Permanent Linkby margharris on Sun May 24, 2015 11:04 pm

There is nothing like a date to pick someone up. The anticipation anxiety was a bit hellish but he managed. The bedroom texting had been going on for weeks but he looked too unwell to actually ever get to the dating stage. The day before preparation had begun with a hairwash. He got through that, then wanted a cut the next morning. I was a bit terrified to be honest. He just didn't seem ready.

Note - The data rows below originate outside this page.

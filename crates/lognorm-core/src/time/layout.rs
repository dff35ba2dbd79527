//! String timestamp codecs: RFC3339, strftime formats and reference-time layouts

use std::fmt::Write;

use chrono::format::{self, Item, ParseErrorKind, Parsed, StrftimeItems};
use chrono::{DateTime, NaiveDate, NaiveDateTime, NaiveTime, SecondsFormat};
use serde_json::Value as JsonValue;

use super::{Location, TimeDecoder, TimeEncoder, Timestamp};
use crate::error::TimeError;

/// Render a timestamp as RFC3339 with nanoseconds, trailing zeros trimmed.
///
/// `2020-07-20T15:12:46.369Z`, `2020-07-20T15:12:46Z`, `2020-07-20T17:12:46.000000001+02:00`
pub fn format_rfc3339_nano(ts: &Timestamp) -> String {
    let full = ts.to_rfc3339_opts(SecondsFormat::Nanos, true);
    let Some(dot) = full.rfind('.') else {
        return full;
    };
    let digits_end = full[dot + 1..]
        .find(|c: char| !c.is_ascii_digit())
        .map_or(full.len(), |i| dot + 1 + i);
    let fraction = full[dot + 1..digits_end].trim_end_matches('0');

    let mut out = String::with_capacity(full.len());
    out.push_str(&full[..dot]);
    if !fraction.is_empty() {
        out.push('.');
        out.push_str(fraction);
    }
    out.push_str(&full[digits_end..]);
    out
}

/// RFC3339 codec, the default for timestamp fields
#[derive(Debug, Clone, Copy, Default)]
pub struct Rfc3339Codec;

impl TimeDecoder for Rfc3339Codec {
    fn decode(&self, value: &JsonValue) -> Result<Option<Timestamp>, TimeError> {
        let input = match value {
            JsonValue::Null => return Ok(None),
            JsonValue::String(s) if s.is_empty() => return Ok(None),
            JsonValue::String(s) => s.as_str(),
            other => return Err(TimeError::InvalidInput(other.to_string())),
        };
        match DateTime::parse_from_rfc3339(input) {
            Ok(ts) => Ok(Some(ts)),
            // Fractional seconds with a numeric offset lacking the colon
            Err(err) => DateTime::parse_from_str(input, "%Y-%m-%dT%H:%M:%S%.f%#z")
                .map(Some)
                .map_err(|_| TimeError::Parse {
                    input: input.to_string(),
                    source: err,
                }),
        }
    }
}

impl TimeEncoder for Rfc3339Codec {
    fn encode(&self, ts: &Timestamp) -> Result<JsonValue, TimeError> {
        Ok(JsonValue::String(format_rfc3339_nano(ts)))
    }
}

/// Codec driven by a strftime format.
///
/// Inputs without a zone are read as wall clock time in the codec's location.
/// Encoding formats the timestamp in its own offset.
#[derive(Debug, Clone)]
pub struct LayoutCodec {
    parse_format: String,
    format: String,
    location: Location,
}

impl LayoutCodec {
    /// Codec for a strftime format string such as `%Y-%m-%d %H:%M:%S`
    pub fn strftime(format: &str) -> Result<Self, TimeError> {
        Self::build(format.to_string(), format.to_string())
    }

    /// Codec for a reference-time layout such as `2006-01-02 15:04:05`.
    ///
    /// The reference time is `Mon Jan 2 15:04:05 MST 2006`.
    pub fn reference(layout: &str) -> Result<Self, TimeError> {
        let (parse_format, format) = translate_reference_layout(layout);
        Self::build(parse_format, format)
    }

    fn build(parse_format: String, format: String) -> Result<Self, TimeError> {
        let invalid = |f: &str| StrftimeItems::new(f).any(|item| matches!(item, Item::Error));
        if format.is_empty() || invalid(&parse_format) || invalid(&format) {
            return Err(TimeError::InvalidLayout(format));
        }
        Ok(Self {
            parse_format,
            format,
            location: Location::Utc,
        })
    }

    /// Read zoneless inputs in `location`
    pub fn with_location(mut self, location: Location) -> Self {
        self.location = location;
        self
    }

    pub fn format(&self) -> &str {
        &self.format
    }

    fn parse(&self, input: &str) -> Result<Timestamp, TimeError> {
        let fmt = self.parse_format.as_str();
        let err = match DateTime::parse_from_str(input, fmt) {
            Ok(ts) => return Ok(ts),
            Err(err) => err,
        };
        let naive = NaiveDateTime::parse_from_str(input, fmt).or_else(|_| {
            NaiveDate::parse_from_str(input, fmt)
                .map(|date| date.and_time(NaiveTime::MIN))
        });
        match naive {
            Ok(naive) => self
                .location
                .localize(&naive)
                .ok_or_else(|| TimeError::InvalidInput(format!("{:?}", input))),
            Err(naive_err) if naive_err.kind() == ParseErrorKind::NotEnough => {
                self.parse_with_defaults(input).ok_or_else(|| TimeError::Parse {
                    input: input.to_string(),
                    source: err,
                })
            }
            Err(_) => Err(TimeError::Parse {
                input: input.to_string(),
                source: err,
            }),
        }
    }

    /// Parse an input whose layout omits date parts.
    ///
    /// A missing year becomes year 0 and a missing month and day become
    /// January 1st; a missing time of day is midnight.
    fn parse_with_defaults(&self, input: &str) -> Option<Timestamp> {
        let mut parsed = Parsed::new();
        format::parse(&mut parsed, input, StrftimeItems::new(&self.parse_format)).ok()?;

        if parsed.to_naive_date().is_err() {
            let _ = parsed.set_year(0);
        }
        if parsed.to_naive_date().is_err() {
            let _ = parsed.set_month(1);
            let _ = parsed.set_day(1);
        }
        let date = parsed.to_naive_date().ok()?;

        if let Ok(ts) = parsed.to_datetime() {
            return Some(ts);
        }
        let time = parsed.to_naive_time().unwrap_or(NaiveTime::MIN);
        self.location.localize(&date.and_time(time))
    }
}

impl TimeDecoder for LayoutCodec {
    fn decode(&self, value: &JsonValue) -> Result<Option<Timestamp>, TimeError> {
        match value {
            JsonValue::Null => Ok(None),
            JsonValue::String(s) if s.is_empty() => Ok(None),
            JsonValue::String(s) => self.parse(s).map(Some),
            other => Err(TimeError::InvalidInput(other.to_string())),
        }
    }
}

impl TimeEncoder for LayoutCodec {
    fn encode(&self, ts: &Timestamp) -> Result<JsonValue, TimeError> {
        let mut out = String::new();
        write!(out, "{}", ts.format(&self.format))
            .map_err(|_| TimeError::InvalidLayout(self.format.clone()))?;
        Ok(JsonValue::String(out))
    }
}

/// Reference-layout chunks and their strftime equivalents, as (token, parse, format).
/// Longer tokens come first so `2006` wins over `2` and `Z07:00` over `Z07`.
const LAYOUT_CHUNKS: &[(&str, &str, &str)] = &[
    ("January", "%B", "%B"),
    ("Monday", "%A", "%A"),
    ("Z07:00", "%#z", "%:z"),
    ("-07:00", "%:z", "%:z"),
    ("Z0700", "%#z", "%z"),
    ("-0700", "%z", "%z"),
    ("2006", "%Y", "%Y"),
    ("Jan", "%b", "%b"),
    ("Mon", "%a", "%a"),
    ("MST", "%Z", "%Z"),
    ("002", "%j", "%j"),
    ("Z07", "%#z", "%:z"),
    ("-07", "%#z", "%:z"),
    ("_2", "%e", "%e"),
    ("15", "%H", "%H"),
    ("01", "%m", "%m"),
    ("02", "%d", "%d"),
    ("03", "%I", "%I"),
    ("04", "%M", "%M"),
    ("05", "%S", "%S"),
    ("06", "%y", "%y"),
    ("PM", "%p", "%p"),
    ("pm", "%P", "%P"),
    ("1", "%-m", "%-m"),
    ("2", "%-d", "%-d"),
    ("3", "%-I", "%-I"),
    ("4", "%-M", "%-M"),
    ("5", "%-S", "%-S"),
];

/// Translate a reference-time layout into (parse, format) strftime strings
fn translate_reference_layout(layout: &str) -> (String, String) {
    let mut parse = String::with_capacity(layout.len() * 2);
    let mut format = String::with_capacity(layout.len() * 2);
    let mut rest = layout;

    'outer: while let Some(c) = rest.chars().next() {
        // Fractional seconds: `.000` (fixed width) or `.999` (trimmed)
        if c == '.' || c == ',' {
            let tail = &rest[1..];
            let run = tail
                .bytes()
                .take_while(|b| *b == b'0' || *b == b'9')
                .count();
            let uniform = run > 0 && tail[..run].bytes().all(|b| b == tail.as_bytes()[0]);
            let next_is_digit = tail[run..].bytes().next().is_some_and(|b| b.is_ascii_digit());
            if uniform && !next_is_digit {
                parse.push_str("%.f");
                format.push_str(match (tail.as_bytes()[0], run) {
                    (b'0', 3) => "%.3f",
                    (b'0', 6) => "%.6f",
                    (b'0', 9) => "%.9f",
                    _ => "%.f",
                });
                rest = &tail[run..];
                continue;
            }
        }

        for (token, parse_item, format_item) in LAYOUT_CHUNKS {
            if let Some(after) = rest.strip_prefix(token) {
                parse.push_str(parse_item);
                format.push_str(format_item);
                rest = after;
                continue 'outer;
            }
        }

        if c == '%' {
            parse.push_str("%%");
            format.push_str("%%");
        } else {
            parse.push(c);
            format.push(c);
        }
        rest = &rest[c.len_utf8()..];
    }

    (parse, format)
}

#[cfg(test)]
mod tests {
    use super::*;
    use chrono::FixedOffset;
    use serde_json::json;

    #[test]
    fn test_format_rfc3339_nano_trims_zeros() {
        let ts = DateTime::parse_from_rfc3339("2020-07-20T15:12:46.369000000Z").unwrap();
        assert_eq!(format_rfc3339_nano(&ts), "2020-07-20T15:12:46.369Z");

        let ts = DateTime::parse_from_rfc3339("2020-07-20T15:12:46Z").unwrap();
        assert_eq!(format_rfc3339_nano(&ts), "2020-07-20T15:12:46Z");

        let ts = DateTime::parse_from_rfc3339("2020-07-20T17:12:46.000000001+02:00").unwrap();
        assert_eq!(
            format_rfc3339_nano(&ts),
            "2020-07-20T17:12:46.000000001+02:00"
        );
    }

    #[test]
    fn test_rfc3339_decode_variants() {
        let codec = Rfc3339Codec;
        let plain = codec.decode(&json!("2020-07-20T15:12:46Z")).unwrap().unwrap();
        let fractional = codec
            .decode(&json!("2020-07-20T15:12:46.5+00:00"))
            .unwrap()
            .unwrap();
        let no_colon = codec
            .decode(&json!("2020-07-20T15:12:46.5+0000"))
            .unwrap()
            .unwrap();
        assert_eq!(plain.timestamp(), 1_595_257_966);
        assert_eq!(fractional.timestamp_subsec_millis(), 500);
        assert_eq!(no_colon, fractional);

        assert_eq!(codec.decode(&json!("")).unwrap(), None);
        assert!(matches!(
            codec.decode(&json!("yesterday")),
            Err(TimeError::Parse { .. })
        ));
        assert!(matches!(
            codec.decode(&json!(12)),
            Err(TimeError::InvalidInput(_))
        ));
    }

    #[test]
    fn test_translate_reference_layout() {
        assert_eq!(
            translate_reference_layout("2006-01-02 15:04:05"),
            (
                "%Y-%m-%d %H:%M:%S".to_string(),
                "%Y-%m-%d %H:%M:%S".to_string()
            )
        );
        assert_eq!(
            translate_reference_layout("2006-01-02T15:04:05.000Z07:00").1,
            "%Y-%m-%dT%H:%M:%S%.3f%:z"
        );
        assert_eq!(
            translate_reference_layout("Jan _2 15:04:05").0,
            "%b %e %H:%M:%S"
        );
        assert_eq!(
            translate_reference_layout("02/Jan/2006:15:04:05 -0700").0,
            "%d/%b/%Y:%H:%M:%S %z"
        );
        assert_eq!(translate_reference_layout("100%").0, "-%m00%%");
    }

    #[test]
    fn test_reference_layout_roundtrip() {
        let codec = LayoutCodec::reference("02/Jan/2006:15:04:05 -0700").unwrap();
        let ts = codec
            .decode(&json!("10/Oct/2000:13:55:36 -0700"))
            .unwrap()
            .unwrap();
        assert_eq!(ts.offset(), &FixedOffset::west_opt(7 * 3600).unwrap());
        assert_eq!(
            codec.encode(&ts).unwrap(),
            json!("10/Oct/2000:13:55:36 -0700")
        );
    }

    #[test]
    fn test_zoneless_layout_uses_location() {
        let codec = LayoutCodec::strftime("%Y-%m-%d %H:%M:%S").unwrap();
        let ts = codec.decode(&json!("2020-07-20 15:12:46")).unwrap().unwrap();
        assert_eq!(format_rfc3339_nano(&ts), "2020-07-20T15:12:46Z");

        let plus_two = Location::Fixed(FixedOffset::east_opt(2 * 3600).unwrap());
        let codec = codec.with_location(plus_two);
        let ts = codec.decode(&json!("2020-07-20 15:12:46")).unwrap().unwrap();
        assert_eq!(format_rfc3339_nano(&ts), "2020-07-20T15:12:46+02:00");
        assert_eq!(ts.timestamp(), 1_595_250_766);
    }

    #[test]
    fn test_date_only_layout() {
        let codec = LayoutCodec::reference("2006-01-02").unwrap();
        let ts = codec.decode(&json!("2020-07-20")).unwrap().unwrap();
        assert_eq!(format_rfc3339_nano(&ts), "2020-07-20T00:00:00Z");
        assert_eq!(codec.encode(&ts).unwrap(), json!("2020-07-20"));
    }

    #[test]
    fn test_yearless_layouts_default_to_year_zero() {
        let syslog = LayoutCodec::reference("Jan _2 15:04:05").unwrap();
        let ts = syslog.decode(&json!("Oct 10 13:55:36")).unwrap().unwrap();
        assert_eq!(format_rfc3339_nano(&ts), "0000-10-10T13:55:36Z");
        assert_eq!(syslog.encode(&ts).unwrap(), json!("Oct 10 13:55:36"));

        let padded = syslog.decode(&json!("Oct  1 01:02:03")).unwrap().unwrap();
        assert_eq!(format_rfc3339_nano(&padded), "0000-10-01T01:02:03Z");

        let zoned = LayoutCodec::reference("Jan _2 15:04:05 -0700").unwrap();
        let ts = zoned
            .decode(&json!("Oct 10 13:55:36 +0200"))
            .unwrap()
            .unwrap();
        assert_eq!(format_rfc3339_nano(&ts), "0000-10-10T13:55:36+02:00");

        let clock = LayoutCodec::reference("15:04:05").unwrap();
        let ts = clock.decode(&json!("13:55:36")).unwrap().unwrap();
        assert_eq!(format_rfc3339_nano(&ts), "0000-01-01T13:55:36Z");

        assert!(matches!(
            syslog.decode(&json!("Oct 32 13:55:36")),
            Err(TimeError::Parse { .. })
        ));
    }

    #[test]
    fn test_invalid_layouts() {
        assert!(matches!(
            LayoutCodec::strftime("%Q"),
            Err(TimeError::InvalidLayout(_))
        ));
        assert!(matches!(
            LayoutCodec::strftime(""),
            Err(TimeError::InvalidLayout(_))
        ));
        let codec = LayoutCodec::strftime("%Y-%m-%d").unwrap();
        assert!(matches!(
            codec.decode(&json!("July 20")),
            Err(TimeError::Parse { .. })
        ));
    }
}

I think he took an extra dose of Lyrica in the morning but was still able to function at lot better than he had all week. He managed a salon cut of the sides and back and we were able to sit in a bright coffee lounge. He was out of the house finally and actually enjoying himself. Distraction was working again to reduce his BDD symptoms.
The dose of Prozac is now 60mg. It is about 6 weeks since we started the therapeutic dose of 40mg on April 11th. I actually had to force the issue for him to take it at 10am but he seems to be tolerating it now much better than I would have expected. I didn't notice the akathisia shakes all day. This medication cocktail seems to be working for him. There is no head in the fridge side effect. He is not interested in food unless i am not around. Then he might raid the fridge of anything sweet. He tells me he has lost weight. I think he has too.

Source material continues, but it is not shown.